The following text is a transcript of this video
My particular superstition is bob tails - I won't say that, but I don't know why. It's just something that's been handed down. My father, he was a skipper and he was dead against it. But I think its just a family thing.
Other animals I am not too bothered about. They talk about rats leaving a sinking ship but I have never really experienced it happen. I've never had to leave a sinking ship (laughs).Fortunately, close too but not.
Whistling, that's another thing. He always said whistling up the wind.
And then getting a good catch. Eddie Temple could tell you about some of my superstitions about that one. I would never plan for the next haul. We used to have a tikle if you got heavy fish in. Some people would say keep it handy all ready for the next haul and I would say no, stow it away. Don't plan for the next haul. Stow it. We can always unstow it to get the fish aboard.
Fridays. I never liked sailing on Fridays and yet strangely enough we our maiden voyage when we took those we took them on a Friday and made our maiden voyage on a Friday. But we didn't have any choice in it I was only the skipper not the owner.
The old timers in Scarborough. If the met a parson on the way down to sailing they would turn back again, they wouldn't go to sea.

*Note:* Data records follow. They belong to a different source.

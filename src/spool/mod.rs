//! Filesystem spool between the receiver and the dispatcher.
//!
//! The spool is a single directory. Each accepted webhook becomes one file:
//!
//! ```text
//! <hook>-<YYYYMMDD_HHMMSS>-<7 random alphanumerics>   - pending (raw payload)
//! .tmp-<hook>-<random>                                - write in progress
//! ```
//!
//! # Crash Safety
//!
//! - Payloads are written to a temp file, fsynced, then hard-linked into place
//!   (the link fails rather than overwrite), then the directory is fsynced
//! - An entry exists until the dispatcher releases it; a crash at any point
//!   leaves it pending, so delivery is at-least-once
//! - Temp files left by a crashed writer are never drained and are swept at
//!   dispatcher startup

use std::io;
use std::path::{Path, PathBuf};

use thiserror::Error;

use crate::types::{HookName, InvalidHookName};

pub mod drain;
pub mod enqueue;
pub mod entry;
pub mod fsync;

pub use drain::Drain;
pub use enqueue::MAX_NAME_ATTEMPTS;
pub use entry::{EntryName, SpoolEntry, format_entry_name, parse_entry_name};

/// Errors that can occur during spool operations.
#[derive(Debug, Error)]
pub enum SpoolError {
    /// The payload could not be durably written.
    #[error("failed to write spool entry: {0}")]
    WriteFailed(#[source] io::Error),

    /// Every candidate entry name was already taken.
    #[error("no free spool entry name for hook {hook} after {attempts} attempts")]
    NameCollision { hook: HookName, attempts: usize },

    /// The hook name cannot be used as a filename component.
    #[error(transparent)]
    InvalidHook(#[from] InvalidHookName),

    /// IO error while listing, reading or releasing entries.
    #[error("IO error: {0}")]
    Io(#[from] io::Error),
}

/// Result type for spool operations.
pub type Result<T> = std::result::Result<T, SpoolError>;

/// A handle on a spool directory.
///
/// The handle holds no state besides the path; any number of handles, in any
/// number of processes, may point at the same directory.
#[derive(Debug, Clone)]
pub struct Spool {
    dir: PathBuf,
}

impl Spool {
    pub fn new(dir: impl Into<PathBuf>) -> Self {
        Spool { dir: dir.into() }
    }

    pub fn dir(&self) -> &Path {
        &self.dir
    }
}
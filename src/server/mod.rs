//! HTTP receiver: the unprivileged, internet-facing side.
//!
//! The receiver authenticates deliveries and spools them. It never runs an
//! action and never waits for the dispatcher.
//!
//! # Endpoints
//!
//! - `POST /{source}/{hook}` - Accepts a webhook (returns 200 "Done")
//! - `GET /health` - Returns 200 if the server is running

use std::collections::HashSet;
use std::net::SocketAddr;
use std::path::PathBuf;
use std::sync::Arc;

use crate::spool::Spool;
use crate::types::Source;
use crate::webhooks::{SecretSource, SecretsFile};

pub mod health;
pub mod webhook;

pub use health::health_handler;
pub use webhook::{HEADER_SIGNATURE, WebhookError, webhook_handler};

/// Default listen address.
pub const DEFAULT_BIND: &str = "127.0.0.1:5000";

/// Everything the receiver needs to start.
#[derive(Debug, Clone, PartialEq, Eq)]
pub struct ReceiverConfig {
    /// Address to listen on.
    pub bind: SocketAddr,

    /// Spool directory shared with the dispatcher.
    pub spool_dir: PathBuf,

    /// JSON file mapping hook names to shared secrets.
    pub secrets_path: PathBuf,

    /// Sources accepted without a signature. `github` is never among them.
    pub unsigned_sources: Vec<String>,
}

/// Shared application state.
///
/// This is passed to all handlers via Axum's `State` extractor.
#[derive(Clone)]
pub struct AppState {
    inner: Arc<AppStateInner>,
}

struct AppStateInner {
    spool: Spool,

    /// Consulted on every authenticated request, so secret edits apply
    /// without a restart.
    secrets: Arc<dyn SecretSource>,

    /// Lowercased names of sources that skip signature verification.
    unsigned_sources: HashSet<String>,
}

impl AppState {
    pub fn new(spool: Spool, secrets: Arc<dyn SecretSource>) -> Self {
        Self::with_unsigned_sources(spool, secrets, std::iter::empty::<String>())
    }

    pub fn with_unsigned_sources<I, S>(spool: Spool, secrets: Arc<dyn SecretSource>, unsigned: I) -> Self
    where
        I: IntoIterator<Item = S>,
        S: AsRef<str>,
    {
        let unsigned_sources = unsigned
            .into_iter()
            .map(|s| s.as_ref().to_ascii_lowercase())
            .collect();

        AppState {
            inner: Arc::new(AppStateInner {
                spool,
                secrets,
                unsigned_sources,
            }),
        }
    }

    pub fn from_config(config: &ReceiverConfig) -> Self {
        Self::with_unsigned_sources(
            Spool::new(&config.spool_dir),
            Arc::new(SecretsFile::new(&config.secrets_path)),
            &config.unsigned_sources,
        )
    }

    pub fn spool(&self) -> &Spool {
        &self.inner.spool
    }

    pub fn secrets(&self) -> &dyn SecretSource {
        self.inner.secrets.as_ref()
    }

    /// Whether deliveries from `source` must carry a valid signature.
    pub fn requires_signature(&self, source: &Source) -> bool {
        match source {
            Source::GitHub => true,
            Source::Other(name) => !self
                .inner
                .unsigned_sources
                .contains(&name.to_ascii_lowercase()),
        }
    }
}

/// Builds the axum Router with all endpoints.
pub fn build_router(app_state: AppState) -> axum::Router {
    use axum::routing::{get, post};

    axum::Router::new()
        .route("/health", get(health_handler))
        .route("/{source}/{hook}", post(webhook_handler))
        .with_state(app_state)
}
//! Actions the dispatcher can run, and the table that picks one per hook.
//!
//! An [`Action`] is an opaque side-effecting procedure: pull a repository,
//! rebuild containers, restart a service. The dispatcher only knows how to
//! look one up ([`HandlerRegistry::resolve`]) and call it once per spool
//! entry ([`Action::invoke`]).
//!
//! Actions must tolerate redelivery. An entry is only released after its
//! action returns, so a crash (or an action that restarts the dispatcher
//! itself) means the same payload is handed over again on the next start.

use std::io;

use thiserror::Error;

use crate::types::HookName;

pub mod command;
pub mod registry;

pub use command::{CommandAction, Step};
pub use registry::{HandlerRegistry, Matcher, RegistryError};

/// What an action is given to work with.
#[derive(Debug, Clone, PartialEq, Eq)]
pub struct Invocation {
    /// The hook the event was posted to.
    pub hook: HookName,
    /// The raw payload bytes as received.
    pub payload: Vec<u8>,
}

/// Errors reported by an action.
#[derive(Debug, Error)]
pub enum HandlerError {
    /// A step ran and exited unsuccessfully. `code` is `None` if it was killed
    /// by a signal.
    #[error("action {action}: `{command}` failed with exit code {code:?}")]
    ActionFailed {
        action: String,
        command: String,
        code: Option<i32>,
    },

    /// A step could not be started at all.
    #[error("action {action}: failed to start `{command}`: {source}")]
    Spawn {
        action: String,
        command: String,
        #[source]
        source: io::Error,
    },

    /// A step's working directory could not be enumerated.
    #[error("action {action}: failed to list {path}: {source}")]
    ListDir {
        action: String,
        path: String,
        #[source]
        source: io::Error,
    },
}

/// A named procedure run for matching hooks.
///
/// `invoke` blocks until the procedure finishes; the dispatcher runs it off
/// the async runtime and never runs two at once.
pub trait Action: Send + Sync {
    /// The name used in logs (e.g. `apps`, `codenames`).
    fn name(&self) -> &str;

    /// Runs the procedure for one event.
    fn invoke(&self, invocation: &Invocation) -> Result<(), HandlerError>;
}
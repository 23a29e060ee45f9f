//! Webhook authentication.
//!
//! This module provides:
//! - Signature verification for webhook payloads (HMAC-SHA256)
//! - The per-hook secret store the verifier checks against

pub mod secrets;
pub mod signature;

pub use secrets::{SecretSource, SecretStore, SecretsError, SecretsFile};
pub use signature::{
    AuthError, compute_signature, format_signature_header, parse_signature_header, verify,
    verify_signature,
};
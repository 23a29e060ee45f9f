use anyhow::{Context, Result};
use clap::Parser;
use tokio_util::sync::CancellationToken;
use tracing::{info, warn};
use tracing_subscriber::{Layer, layer::SubscriberExt, util::SubscriberInitExt};

use jeeves::config::{Cli, Command, DispatchArgs, ListenArgs};
use jeeves::dispatcher::Dispatcher;
use jeeves::handlers::HandlerRegistry;
use jeeves::server::{AppState, build_router};
use jeeves::spool::Spool;
use jeeves::telemetry;

#[tokio::main]
async fn main() -> Result<()> {
    let cli = Cli::parse();

    let console = tracing_subscriber::fmt::layer().with_filter(
        tracing_subscriber::EnvFilter::try_from_default_env()
            .unwrap_or_else(|_| "jeeves=info".into()),
    );
    tracing_subscriber::registry()
        .with(console)
        .with(telemetry::sentry_layer())
        .init();

    // Flushes queued alerts when main returns.
    let _sentry_guard = cli
        .sentry_dsn_file
        .as_deref()
        .and_then(telemetry::init_sentry);

    let shutdown = CancellationToken::new();
    tokio::spawn(cancel_on_signal(shutdown.clone()));

    match cli.command {
        Command::Listen(args) => listen(args, shutdown).await,
        Command::Dispatch(args) => dispatch(args, shutdown).await,
    }
}

async fn listen(args: ListenArgs, shutdown: CancellationToken) -> Result<()> {
    let config = args.receiver_config();
    let state = AppState::from_config(&config);
    state.spool().check_publishable().with_context(|| {
        format!(
            "spool directory {} cannot publish entries (it must be writable and support hard links)",
            config.spool_dir.display()
        )
    })?;
    let app = build_router(state);

    let listener = tokio::net::TcpListener::bind(config.bind)
        .await
        .with_context(|| format!("failed to bind {}", config.bind))?;
    info!(
        addr = %config.bind,
        spool = %config.spool_dir.display(),
        "Receiver listening"
    );

    axum::serve(listener, app)
        .with_graceful_shutdown(async move {
            shutdown.cancelled().await;
            info!("Receiver shutting down");
        })
        .await
        .context("receiver failed")?;

    Ok(())
}

async fn dispatch(args: DispatchArgs, shutdown: CancellationToken) -> Result<()> {
    let registry = HandlerRegistry::from_file(&args.handlers)
        .with_context(|| format!("failed to load handlers from {}", args.handlers.display()))?;
    if registry.is_empty() {
        warn!("No routes configured; every entry will be discarded");
    }

    let dispatcher = Dispatcher::new(Spool::new(&args.spool_dir), registry, args.dispatcher_config());
    dispatcher.run(shutdown).await.context("dispatcher failed")?;

    Ok(())
}

/// Cancels `token` on Ctrl-C or, on unix, SIGTERM.
async fn cancel_on_signal(token: CancellationToken) {
    #[cfg(unix)]
    {
        let mut sigterm =
            match tokio::signal::unix::signal(tokio::signal::unix::SignalKind::terminate()) {
                Ok(signal) => signal,
                Err(e) => {
                    warn!(error = %e, "Failed to install SIGTERM handler");
                    let _ = tokio::signal::ctrl_c().await;
                    token.cancel();
                    return;
                }
            };

        tokio::select! {
            _ = sigterm.recv() => {}
            _ = tokio::signal::ctrl_c() => {}
        }
    }

    #[cfg(not(unix))]
    {
        let _ = tokio::signal::ctrl_c().await;
    }

    token.cancel();
}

INTERVIEWER: You talked about this person who was unlucky. why did people avoid him, had he had bad luck in the past
He was a nice lad actually. He just seemed to have that aura about him. I don't think he ever sailed out of Scarborough. People wouldn't carry him. He was a local lad, a relative to Lindy and Tom. He was a nice lad but they said he was a Jonah. He's the only one I've known here actually.